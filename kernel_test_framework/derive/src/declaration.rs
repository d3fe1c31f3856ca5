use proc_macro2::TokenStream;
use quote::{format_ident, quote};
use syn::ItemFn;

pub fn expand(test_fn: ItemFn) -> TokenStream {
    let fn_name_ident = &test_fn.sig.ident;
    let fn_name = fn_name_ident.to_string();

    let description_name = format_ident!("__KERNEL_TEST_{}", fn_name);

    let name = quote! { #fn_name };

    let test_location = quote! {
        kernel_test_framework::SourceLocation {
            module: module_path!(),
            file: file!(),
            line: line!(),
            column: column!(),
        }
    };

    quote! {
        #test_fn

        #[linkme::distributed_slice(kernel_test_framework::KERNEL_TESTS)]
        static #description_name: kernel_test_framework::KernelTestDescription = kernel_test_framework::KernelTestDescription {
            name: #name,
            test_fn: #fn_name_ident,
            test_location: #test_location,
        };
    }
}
* * *
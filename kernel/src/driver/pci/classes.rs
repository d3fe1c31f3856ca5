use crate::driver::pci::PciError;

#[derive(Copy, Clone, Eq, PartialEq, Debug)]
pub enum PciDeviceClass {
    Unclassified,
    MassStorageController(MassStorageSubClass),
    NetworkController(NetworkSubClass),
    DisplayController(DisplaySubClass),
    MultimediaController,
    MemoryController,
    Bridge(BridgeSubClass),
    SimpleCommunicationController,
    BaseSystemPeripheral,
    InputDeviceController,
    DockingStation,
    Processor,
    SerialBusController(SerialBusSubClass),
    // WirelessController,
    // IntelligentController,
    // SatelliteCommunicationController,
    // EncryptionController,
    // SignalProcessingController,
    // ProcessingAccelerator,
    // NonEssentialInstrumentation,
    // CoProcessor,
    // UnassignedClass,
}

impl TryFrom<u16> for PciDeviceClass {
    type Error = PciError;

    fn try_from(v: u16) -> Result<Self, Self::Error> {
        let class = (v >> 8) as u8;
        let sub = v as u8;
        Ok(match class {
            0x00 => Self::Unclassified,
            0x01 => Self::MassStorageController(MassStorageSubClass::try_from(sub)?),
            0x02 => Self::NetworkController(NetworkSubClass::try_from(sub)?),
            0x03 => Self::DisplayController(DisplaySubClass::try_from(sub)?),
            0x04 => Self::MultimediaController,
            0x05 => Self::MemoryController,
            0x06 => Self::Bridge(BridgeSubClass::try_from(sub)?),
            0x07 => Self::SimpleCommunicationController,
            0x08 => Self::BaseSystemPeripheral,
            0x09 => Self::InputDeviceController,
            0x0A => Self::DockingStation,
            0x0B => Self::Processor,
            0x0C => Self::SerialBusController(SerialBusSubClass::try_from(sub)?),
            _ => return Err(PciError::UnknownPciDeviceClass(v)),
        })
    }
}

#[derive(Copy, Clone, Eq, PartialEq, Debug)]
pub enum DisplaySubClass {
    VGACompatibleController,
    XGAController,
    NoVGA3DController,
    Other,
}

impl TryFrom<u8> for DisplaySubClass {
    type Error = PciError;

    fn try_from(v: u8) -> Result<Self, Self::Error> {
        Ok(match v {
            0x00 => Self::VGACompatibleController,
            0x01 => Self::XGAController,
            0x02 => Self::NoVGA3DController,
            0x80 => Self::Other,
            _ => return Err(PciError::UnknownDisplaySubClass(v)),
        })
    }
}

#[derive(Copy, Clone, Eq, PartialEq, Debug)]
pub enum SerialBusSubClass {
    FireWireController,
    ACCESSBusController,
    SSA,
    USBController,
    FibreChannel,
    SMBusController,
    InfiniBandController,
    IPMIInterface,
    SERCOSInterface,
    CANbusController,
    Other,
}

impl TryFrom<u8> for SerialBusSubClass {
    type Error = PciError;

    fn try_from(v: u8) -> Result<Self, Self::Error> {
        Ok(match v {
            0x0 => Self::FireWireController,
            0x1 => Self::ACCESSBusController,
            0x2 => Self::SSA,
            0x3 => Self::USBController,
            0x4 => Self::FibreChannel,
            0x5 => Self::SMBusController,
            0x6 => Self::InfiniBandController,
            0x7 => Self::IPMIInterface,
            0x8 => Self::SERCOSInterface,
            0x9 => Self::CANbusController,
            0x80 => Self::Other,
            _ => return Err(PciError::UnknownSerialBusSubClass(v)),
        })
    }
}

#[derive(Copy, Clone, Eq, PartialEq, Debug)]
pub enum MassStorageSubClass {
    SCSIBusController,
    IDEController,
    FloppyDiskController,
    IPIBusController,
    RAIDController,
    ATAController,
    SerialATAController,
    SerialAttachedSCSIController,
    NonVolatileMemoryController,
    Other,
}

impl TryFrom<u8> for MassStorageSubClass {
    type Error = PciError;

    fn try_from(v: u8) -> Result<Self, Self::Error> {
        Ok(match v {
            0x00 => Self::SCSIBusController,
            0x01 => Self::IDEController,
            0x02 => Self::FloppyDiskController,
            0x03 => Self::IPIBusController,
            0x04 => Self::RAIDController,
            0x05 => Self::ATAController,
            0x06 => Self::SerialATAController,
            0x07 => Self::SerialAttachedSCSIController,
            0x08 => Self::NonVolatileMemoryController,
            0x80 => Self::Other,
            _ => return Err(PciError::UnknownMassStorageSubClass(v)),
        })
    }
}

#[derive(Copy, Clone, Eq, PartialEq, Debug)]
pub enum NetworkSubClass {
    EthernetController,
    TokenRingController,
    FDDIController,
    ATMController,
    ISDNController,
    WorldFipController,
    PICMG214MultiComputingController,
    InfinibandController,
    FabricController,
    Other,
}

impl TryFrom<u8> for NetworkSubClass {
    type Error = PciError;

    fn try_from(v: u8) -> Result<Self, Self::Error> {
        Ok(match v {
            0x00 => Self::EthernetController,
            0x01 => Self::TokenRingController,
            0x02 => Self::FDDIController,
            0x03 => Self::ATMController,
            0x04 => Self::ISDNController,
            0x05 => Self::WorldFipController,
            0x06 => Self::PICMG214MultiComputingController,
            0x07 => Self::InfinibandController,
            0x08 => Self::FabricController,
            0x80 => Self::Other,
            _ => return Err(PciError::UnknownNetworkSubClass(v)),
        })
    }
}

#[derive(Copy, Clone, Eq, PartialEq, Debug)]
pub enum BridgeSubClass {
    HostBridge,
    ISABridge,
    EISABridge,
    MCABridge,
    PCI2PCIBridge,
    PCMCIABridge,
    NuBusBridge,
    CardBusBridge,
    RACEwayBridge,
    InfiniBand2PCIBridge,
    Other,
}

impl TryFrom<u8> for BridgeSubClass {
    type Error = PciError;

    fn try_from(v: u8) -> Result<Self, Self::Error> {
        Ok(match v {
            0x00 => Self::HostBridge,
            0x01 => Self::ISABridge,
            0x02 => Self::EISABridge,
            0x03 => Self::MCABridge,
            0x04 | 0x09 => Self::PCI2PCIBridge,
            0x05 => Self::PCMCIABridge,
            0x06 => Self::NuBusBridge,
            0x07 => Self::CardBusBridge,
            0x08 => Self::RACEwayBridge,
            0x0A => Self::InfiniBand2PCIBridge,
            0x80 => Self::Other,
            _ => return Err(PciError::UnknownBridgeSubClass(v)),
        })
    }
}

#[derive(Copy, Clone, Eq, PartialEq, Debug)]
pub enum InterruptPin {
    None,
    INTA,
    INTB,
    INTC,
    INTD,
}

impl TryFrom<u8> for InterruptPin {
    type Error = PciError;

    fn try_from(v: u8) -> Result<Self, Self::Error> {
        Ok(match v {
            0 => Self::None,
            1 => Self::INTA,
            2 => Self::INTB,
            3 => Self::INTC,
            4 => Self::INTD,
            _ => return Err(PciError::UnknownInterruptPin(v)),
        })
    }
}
---
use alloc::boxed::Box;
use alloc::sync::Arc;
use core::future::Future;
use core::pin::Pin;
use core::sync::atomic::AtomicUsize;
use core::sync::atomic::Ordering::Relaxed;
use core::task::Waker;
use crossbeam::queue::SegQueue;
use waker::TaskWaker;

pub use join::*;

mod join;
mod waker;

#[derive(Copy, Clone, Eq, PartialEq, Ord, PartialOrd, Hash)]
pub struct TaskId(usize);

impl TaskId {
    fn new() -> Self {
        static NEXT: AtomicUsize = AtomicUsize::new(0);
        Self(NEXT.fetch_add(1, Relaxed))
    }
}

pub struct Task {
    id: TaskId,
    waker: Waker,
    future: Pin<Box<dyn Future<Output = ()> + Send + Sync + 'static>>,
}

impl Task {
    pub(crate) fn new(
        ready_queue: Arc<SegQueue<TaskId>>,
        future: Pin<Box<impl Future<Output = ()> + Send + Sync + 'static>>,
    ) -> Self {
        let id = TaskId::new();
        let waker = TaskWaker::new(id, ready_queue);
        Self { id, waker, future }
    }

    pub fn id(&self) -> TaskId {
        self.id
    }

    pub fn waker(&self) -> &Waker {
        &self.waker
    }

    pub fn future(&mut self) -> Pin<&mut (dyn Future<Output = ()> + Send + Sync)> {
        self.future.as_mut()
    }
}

▸ YOUR OBJECTIVE:
Every line containing the word "ACCESSBusController" must be copied from the material above.

▸ RESULT BELOW:
    ACCESSBusController,
            0x1 => Self::ACCESSBusController,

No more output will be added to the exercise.